Cloud identity enables medical providers to securely and easily share information with B2B partners.

Cloud identity is a service; it’s secure, on-demand, and available everywhere. With cloud identity, medical providers have a centralized view of all users in their partner network, regardless of where they’re actually mastered. Cloud identity also gives IT full visibility into the user lifecycle and the ability to quickly and easily make updates or changes to it. With cloud identity, each user has just one account. This enables IT to easily onboard and offboard users, update user profile information, automate provisioning of new apps and control access policies from a single, centralized point. Cloud identity also prevents lingering user access to PHI or PII by immediately deprovisioning users to cut off their access when they leave a partner provider.

Cloud identity eliminates many of the manual processes associated with building out a partner network. Some cloud identity providers offer self-service registration. With this, medical providers can create validation rules that determine who will be allowed to register in their partner network. Partner users can then fill out a templated registration form, register themselves and be granted immediate access to the apps and data they need. Cloud identity also allows medical providers to delegate administration of users to a partner organization. This is critical because, in most cases, partners know their own users best. Delegated administration allows partner IT organizations to set up their own access policies, rules and registration rights for their users. Cloud identity can also allow partners who already have an identity management system in place to use that existing infrastructure and single sign-on into partner applications via federation. In doing so, partner users can have access to the appropriate resources with their own username and password.

Finally, cloud identity provides the flexibility partner organizations require. One size certainly does not fit all with medical providers or their B2B partners. Cloud identity enables partner organizations to use various authentication options. In some instances, users may not have smartphone access and will require SMS codes as second factor authentication. A medical provider needs the flexibility to accommodate this. Cloud identity also provides flexible administration options. Some partners may want to manage their own users, while others may want to federate to the app or portal with their existing identity management solution. And finally, cloud identity provides flexible access policies so that medical providers can tailor user access based on the type of partner they are working with.

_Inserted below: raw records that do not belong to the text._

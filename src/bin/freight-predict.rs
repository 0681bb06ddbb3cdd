//! Score one shipment with a trained freight model.

use std::path::PathBuf;

use freight_pricing::FeatureRow;
use freight_pricing::predict::predict_freight;

fn main() {
    if let Err(err) = run() {
        eprintln!("{err}");
        std::process::exit(1);
    }
}

#[derive(Debug, Clone)]
struct CliOptions {
    model_path: PathBuf,
    row: FeatureRow,
}

fn run() -> Result<(), String> {
    let options = parse_args(std::env::args().skip(1).collect())?;
    let predicted = predict_freight(&options.row, &options.model_path).map_err(|err| err.to_string())?;

    let row = &options.row;
    println!("customer zip: {}", row.customer_zip_code_prefix);
    println!("seller zip:   {}", row.seller_zip_code_prefix);
    println!("weight:       {}g", row.product_weight_g);
    println!(
        "dimensions:   {}cm x {}cm x {}cm",
        row.product_length_cm, row.product_height_cm, row.product_width_cm
    );
    println!("predicted freight value: ${predicted:.2}");
    Ok(())
}

fn parse_args(args: Vec<String>) -> Result<CliOptions, String> {
    let mut options = CliOptions {
        model_path: PathBuf::from("freight_pricing_model.bin"),
        row: FeatureRow {
            customer_zip_code_prefix: 28013.0,
            product_weight_g: 650.0,
            product_length_cm: 28.0,
            product_height_cm: 9.0,
            product_width_cm: 14.0,
            seller_zip_code_prefix: 27277.0,
        },
    };

    let mut idx = 0usize;
    while idx < args.len() {
        let flag = args[idx].as_str();
        if matches!(flag, "-h" | "--help") {
            return Err(help_text());
        }
        idx += 1;
        let value = args
            .get(idx)
            .ok_or_else(|| format!("{flag} requires a value"))?;
        let row = &mut options.row;
        match flag {
            "--model" => options.model_path = PathBuf::from(value),
            "--customer-zip" => row.customer_zip_code_prefix = parse_value(flag, value)?,
            "--weight" => row.product_weight_g = parse_value(flag, value)?,
            "--length" => row.product_length_cm = parse_value(flag, value)?,
            "--height" => row.product_height_cm = parse_value(flag, value)?,
            "--width" => row.product_width_cm = parse_value(flag, value)?,
            "--seller-zip" => row.seller_zip_code_prefix = parse_value(flag, value)?,
            unknown => return Err(format!("Unknown argument: {unknown}\n\n{}", help_text())),
        }
        idx += 1;
    }
    Ok(options)
}

fn parse_value(flag: &str, value: &str) -> Result<f64, String> {
    value
        .parse::<f64>()
        .map_err(|_| format!("Invalid {flag} value: {value}"))
}

fn help_text() -> String {
    [
        "freight-predict",
        "",
        "Predicts the freight value of one shipment with a model written by freight-train.",
        "",
        "Usage:",
        "  freight-predict [--model freight_pricing_model.bin] [feature options]",
        "",
        "Options:",
        "  --model <file>        Model artifact (default: freight_pricing_model.bin).",
        "  --customer-zip <n>    Customer postal-code prefix (default: 28013).",
        "  --weight <g>          Product weight in grams (default: 650).",
        "  --length <cm>         Product length (default: 28).",
        "  --height <cm>         Product height (default: 9).",
        "  --width <cm>          Product width (default: 14).",
        "  --seller-zip <n>      Seller postal-code prefix (default: 27277).",
    ]
    .join("\n")
}

#[cfg(test)]
mod tests {
    use super::*;

    #[test]
    fn overrides_single_feature() {
        let options = parse_args(vec!["--weight".into(), "1200".into()]).unwrap();
        assert_eq!(options.row.product_weight_g, 1200.0);
        assert_eq!(options.row.customer_zip_code_prefix, 28013.0);
        assert_eq!(options.model_path, PathBuf::from("freight_pricing_model.bin"));
    }

    #[test]
    fn rejects_non_numeric_feature() {
        assert!(parse_args(vec!["--width".into(), "wide".into()]).is_err());
    }
}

Okta uniquely provides the foundation that medical providers need as healthcare moves toward population health. Okta is the foundation for secure connections between people and technology. Okta’s Universal Directory (UD) equips medical providers with a centralized repository for all people– be it a partner user or their own. With UD, medical providers can manage access policies, store profile information and manage passwords. With Okta, medical providers can connect to an unlimited number of federated providers, quickly enabling partner end user access to the data and medical information they need. Okta also automates the user lifecycle and allows medical providers to automatically create partner user accounts for new applications and immediately deprovision users when an account is canceled. Okta enables IT to implement strong authentication policies without inhibiting end users by offering a comprehensive set of authentication factors including voice, one-time push, SMS, and the ability to integrate with third-party factors. And, not all users have to use the same factor. Okta is agile and scalable. As information sharing increases in healthcare, Okta can scale to handle it.

Fee-for-service is simply not sustainable for US medical providers in the long term. The shift toward population health and strong B2B collaboration poses significant identity challenges for the medical industry today. Cloud identity solves those challenges by providing a unified view of all users, whether B2B or internal. Cloud identity also eliminates the manual processes of setting up and managing a partner portal, enabling medical providers to offer flexible options to partner organizations.